use serde::{Deserialize, Serialize};

use crate::{
    error::Result,
    optimization::{OptState, Optimizer},
    params::{Device, OnDevice, TensorTree},
};

/// Everything an actor owns: parameters, optimizer state, the gradient accumulator and counters.
///
/// Parameters and the accumulator live on the accelerator, optimizer state on the host. Every
/// mutating method computes the new trees first and only then replaces the old ones, so a failed
/// call leaves the state untouched.
#[derive(Debug, Clone, PartialEq, Serialize, Deserialize)]
pub struct ActorState {
    params: OnDevice<TensorTree>,
    opt_state: OnDevice<OptState>,
    grad_accum: OnDevice<TensorTree>,
    grad_count: u32,
    rng: u64,
    step: u64,
}

impl ActorState {
    /// Builds the initial state around freshly sampled `params`.
    ///
    /// # Arguments
    /// * `params` - The initial parameters.
    /// * `optimizer` - Used to create the optimizer state, which is placed on the host.
    /// * `rng` - The key left over after parameter sampling.
    pub fn new(params: TensorTree, optimizer: &dyn Optimizer, rng: u64) -> Self {
        let opt_state = OnDevice::host(optimizer.init(&params));
        let grad_accum = OnDevice::accelerator(params.zeros_like());

        Self {
            params: OnDevice::accelerator(params),
            opt_state,
            grad_accum,
            grad_count: 0,
            rng,
            step: 0,
        }
    }

    pub fn params(&self) -> &TensorTree {
        self.params.get()
    }

    pub fn grad_accum(&self) -> &TensorTree {
        self.grad_accum.get()
    }

    pub fn opt_state(&self) -> &OptState {
        self.opt_state.get()
    }

    pub fn grad_count(&self) -> u32 {
        self.grad_count
    }

    pub fn step_count(&self) -> u64 {
        self.step
    }

    pub fn rng(&self) -> u64 {
        self.rng
    }

    /// Where the parameters, optimizer state and accumulator currently reside.
    pub fn placement(&self) -> (Device, Device, Device) {
        (
            self.params.device(),
            self.opt_state.device(),
            self.grad_accum.device(),
        )
    }

    /// Adds one gradient contribution to the accumulator and counts it.
    ///
    /// `grads` may cover a subset of the parameters, missing tensors contribute zero.
    pub fn accumulate(&mut self, grads: &TensorTree) -> Result<()> {
        let grad_accum = self.grad_accum.get().add_partial(grads)?;

        self.grad_accum = OnDevice::accelerator(grad_accum);
        self.grad_count += 1;
        Ok(())
    }

    /// Applies the averaged accumulated gradient with `optimizer`.
    ///
    /// The accumulator and parameters are moved to the host to meet the optimizer state, the
    /// updated parameters are moved back to the accelerator and the accumulator restarts at zero.
    pub fn step(&mut self, optimizer: &dyn Optimizer) -> Result<()> {
        let count = self.grad_count.max(1) as f32;

        let grad = self.grad_accum.clone().to(Device::Host);
        let grad = grad.get().scale(1. / count);
        let params = self.params.clone().to(Device::Host);

        let (delta, opt_state) = optimizer.update(&grad, self.opt_state.get())?;
        let params = OnDevice::host(params.get().add(&delta)?).to(Device::Accelerator);
        let grad_accum = OnDevice::accelerator(params.get().zeros_like());

        self.params = params;
        self.opt_state = OnDevice::host(opt_state);
        self.grad_accum = grad_accum;
        self.grad_count = 0;
        self.step += 1;
        Ok(())
    }

    /// Drops whatever was accumulated since the last step.
    pub fn reset_gradients(&mut self) {
        self.grad_accum = OnDevice::accelerator(self.params.get().zeros_like());
        self.grad_count = 0;
    }

    /// Checks that the accumulator and every optimizer slot share the parameters' structure.
    pub fn ensure_consistent(&self) -> Result<()> {
        let params = self.params.get();
        params.ensure_same_structure(self.grad_accum.get(), "grad_accum")?;
        self.opt_state.get().ensure_matches(params)
    }
}

#[cfg(test)]
mod tests {
    use ndarray::array;

    use super::*;
    use crate::optimization::{Adam, GradientDescent};

    fn params() -> TensorTree {
        let mut params = TensorTree::new();
        params.insert("w", array![[1., 2.], [3., 4.]]);
        params.insert("b", array![0., 0.]);
        params
    }

    #[test]
    fn new_state_is_placed_and_empty() {
        let state = ActorState::new(params(), &Adam::new(1e-3, 0.9, 0.99, 1e-8), 7);

        assert_eq!(
            state.placement(),
            (Device::Accelerator, Device::Host, Device::Accelerator)
        );
        assert_eq!(state.grad_count(), 0);
        assert_eq!(state.step_count(), 0);
        assert_eq!(state.rng(), 7);
        assert!(state.grad_accum().is_zero());
        tokio_test::assert_ok!(state.ensure_consistent());
    }

    #[test]
    fn step_averages_and_resets() {
        let optimizer = GradientDescent::new(1.);
        let mut state = ActorState::new(params(), &optimizer, 0);

        let mut grads = TensorTree::new();
        grads.insert("b", array![1., 2.]);
        state.accumulate(&grads).unwrap();

        grads.insert("b", array![3., 4.]);
        state.accumulate(&grads).unwrap();
        assert_eq!(state.grad_count(), 2);

        state.step(&optimizer).unwrap();

        assert_eq!(state.params().view1("b").unwrap(), array![-2., -3.]);
        assert_eq!(state.params().get("w").unwrap(), params().get("w").unwrap());
        assert_eq!(state.grad_count(), 0);
        assert!(state.grad_accum().is_zero());
        assert_eq!(state.step_count(), 1);
        assert_eq!(
            state.placement(),
            (Device::Accelerator, Device::Host, Device::Accelerator)
        );
        tokio_test::assert_ok!(state.ensure_consistent());
    }

    #[test]
    fn failed_accumulation_leaves_state_untouched() {
        let optimizer = GradientDescent::new(1.);
        let mut state = ActorState::new(params(), &optimizer, 0);
        let before = state.clone();

        let mut grads = TensorTree::new();
        grads.insert("b", array![1., 2., 3.]);
        tokio_test::assert_err!(state.accumulate(&grads));

        assert_eq!(state, before);
    }
}
//! The pipeline actors: a generic [`ParameterActor`] specialised by a [`Stage`] into the
//! embedding head/tail and the reversible blocks, plus the typed handles used to drive them.

mod embedding;
mod handle;
mod parameter;
mod reversible;
mod state;

pub use embedding::{
    DebedForward, DebedGrad, EmbedForward, EmbedGrad, Embedding, EmbeddingActor,
};
pub use handle::{ActorHandle, EmbeddingHandle, ReversibleHandle};
pub use parameter::{
    GetGradAccum, GetGradCount, GetParams, GetStep, Init, Load, NumParams, ParameterActor,
    ResetGradients, Save, Stage, Step,
};
pub use reversible::{Backward, Forward, ReversibleBlock, ReversibleLayerActor};
pub use state::ActorState;
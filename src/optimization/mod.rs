mod adam;
mod clip;
mod gradient_descent;
mod gradient_descent_with_momentum;
mod optimizer;

pub use adam::Adam;
pub use clip::ClipByGlobalNorm;
pub use gradient_descent::GradientDescent;
pub use gradient_descent_with_momentum::GradientDescentWithMomentum;
pub use optimizer::{OptState, Optimizer};
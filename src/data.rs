//! Where training batches come from.

use std::{fs, path::Path};

use log::info;
use ndarray::{s, Array2};
use rand::{rngs::StdRng, Rng, SeedableRng};

use crate::{
    config::{DataConfig, SwarmConfig},
    error::{Result, SwarmError},
};

/// One step's worth of token sequences, `target` is `obs` shifted by one position.
#[derive(Debug, Clone, PartialEq)]
pub struct Batch {
    pub obs: Array2<u32>,
    pub target: Array2<u32>,
}

impl Batch {
    /// Splits `[batch, seq + 1]` windows into inputs and next-token targets.
    fn from_windows(windows: Array2<u32>) -> Self {
        let obs = windows.slice(s![.., ..-1]).to_owned();
        let target = windows.slice(s![.., 1..]).to_owned();
        Self { obs, target }
    }
}

/// An unbounded, lazily generated sequence of batches.
pub trait DataSource {
    fn get_samples(&mut self) -> Result<Batch>;
}

/// Byte-level language modelling over the contents of a file.
pub struct TextLoader {
    bytes: Vec<u8>,
    batch_size: usize,
    seq_len: usize,
    rng: StdRng,
}

impl TextLoader {
    /// Reads `path` whole and prepares random windows of `seq_len + 1` bytes.
    ///
    /// # Errors
    /// `Io` if the file cannot be read, `InvalidConfig` if it is shorter than one window.
    pub fn open<P: AsRef<Path>>(path: P, batch_size: usize, seq_len: usize, seed: u64) -> Result<Self> {
        let path = path.as_ref();
        let bytes = fs::read(path)?;

        if bytes.len() <= seq_len {
            return Err(SwarmError::InvalidConfig(format!(
                "{} holds {} bytes, a sample needs {}",
                path.display(),
                bytes.len(),
                seq_len + 1
            )));
        }

        info!(path:% = path.display(), bytes = bytes.len(); "text corpus loaded");
        Ok(Self {
            bytes,
            batch_size,
            seq_len,
            rng: StdRng::seed_from_u64(seed),
        })
    }
}

impl DataSource for TextLoader {
    fn get_samples(&mut self) -> Result<Batch> {
        let window = self.seq_len + 1;
        let mut windows = Array2::zeros((self.batch_size, window));

        for mut row in windows.rows_mut() {
            let start = self.rng.random_range(0..=self.bytes.len() - window);
            let bytes = &self.bytes[start..start + window];
            row.iter_mut()
                .zip(bytes)
                .for_each(|(tok, &byte)| *tok = byte as u32);
        }

        Ok(Batch::from_windows(windows))
    }
}

/// Uniformly random token ids.
pub struct RandomTokens {
    vocab: u32,
    batch_size: usize,
    seq_len: usize,
    rng: StdRng,
}

impl RandomTokens {
    pub fn new(vocab: u32, batch_size: usize, seq_len: usize, seed: u64) -> Self {
        Self {
            vocab,
            batch_size,
            seq_len,
            rng: StdRng::seed_from_u64(seed),
        }
    }
}

impl DataSource for RandomTokens {
    fn get_samples(&mut self) -> Result<Batch> {
        let windows = Array2::from_shape_simple_fn((self.batch_size, self.seq_len + 1), || {
            self.rng.random_range(0..self.vocab)
        });

        Ok(Batch::from_windows(windows))
    }
}

/// Builds the data source a configuration asks for.
pub fn from_config(config: &SwarmConfig, seed: u64) -> Result<Box<dyn DataSource>> {
    let training = &config.training;

    Ok(match &config.data {
        DataConfig::Text { path } => Box::new(TextLoader::open(
            path,
            training.batch_size,
            training.seq_len,
            seed,
        )?),
        DataConfig::Random => Box::new(RandomTokens::new(
            config.model.vocab as u32,
            training.batch_size,
            training.seq_len,
            seed,
        )),
    })
}

impl<D: DataSource + ?Sized> DataSource for Box<D> {
    fn get_samples(&mut self) -> Result<Batch> {
        (**self).get_samples()
    }
}
use super::{OptState, Optimizer};
use crate::{error::Result, params::TensorTree};

/// Rescales the gradient so that its global L2 norm is at most `max_norm`, then hands it to
/// the wrapped optimizer.
pub struct ClipByGlobalNorm<O> {
    max_norm: f32,
    inner: O,
}

impl<O: Optimizer> ClipByGlobalNorm<O> {
    pub fn new(max_norm: f32, inner: O) -> Self {
        Self { max_norm, inner }
    }
}

impl<O: Optimizer> Optimizer for ClipByGlobalNorm<O> {
    fn init(&self, params: &TensorTree) -> OptState {
        self.inner.init(params)
    }

    fn update(&self, grad: &TensorTree, state: &OptState) -> Result<(TensorTree, OptState)> {
        let norm = grad.sq_norm().sqrt();

        if norm > self.max_norm {
            let clipped = grad.scale(self.max_norm / norm);
            self.inner.update(&clipped, state)
        } else {
            self.inner.update(grad, state)
        }
    }
}

#[cfg(test)]
mod tests {
    use ndarray::array;

    use super::*;
    use crate::optimization::GradientDescent;

    #[test]
    fn clips_large_gradients_only() {
        let optimizer = ClipByGlobalNorm::new(1., GradientDescent::new(1.));

        let mut large = TensorTree::new();
        large.insert("w", array![3., 4.]);
        let state = optimizer.init(&large);
        let (delta, _) = optimizer.update(&large, &state).unwrap();
        assert!((delta.sq_norm().sqrt() - 1.).abs() < 1e-6);

        let mut small = TensorTree::new();
        small.insert("w", array![0.3, 0.4]);
        let (delta, _) = optimizer.update(&small, &state).unwrap();
        assert_eq!(delta, small.scale(-1.));
    }
}
use std::f32::consts::{FRAC_2_SQRT_PI, SQRT_2};

const GELU_COEF: f32 = 0.044_715;

/// Tanh approximation of the gaussian error linear unit.
#[derive(Clone, Copy, Debug, Default)]
pub struct Gelu;

impl Gelu {
    fn inner(x: f32) -> f32 {
        // sqrt(2 / pi) * (x + c * x^3)
        FRAC_2_SQRT_PI / SQRT_2 * (x + GELU_COEF * x.powi(3))
    }

    pub fn f(&self, x: f32) -> f32 {
        0.5 * x * (1. + Self::inner(x).tanh())
    }

    pub fn df(&self, x: f32) -> f32 {
        let t = Self::inner(x).tanh();
        let k = FRAC_2_SQRT_PI / SQRT_2;
        let dinner = k * (1. + 3. * GELU_COEF * x * x);

        0.5 * (1. + t) + 0.5 * x * (1. - t * t) * dinner
    }
}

**WORK REQUIRED**.
Copy out, from the records above, every line that holds the string "OptState".

**TASK RESULT**.
    optimization::{OptState, Optimizer},
    opt_state: OnDevice<OptState>,
    pub fn opt_state(&self) -> &OptState {
pub use optimizer::{OptState, Optimizer};
use super::{OptState, Optimizer};
    fn init(&self, params: &TensorTree) -> OptState {
    fn update(&self, grad: &TensorTree, state: &OptState) -> Result<(TensorTree, OptState)> {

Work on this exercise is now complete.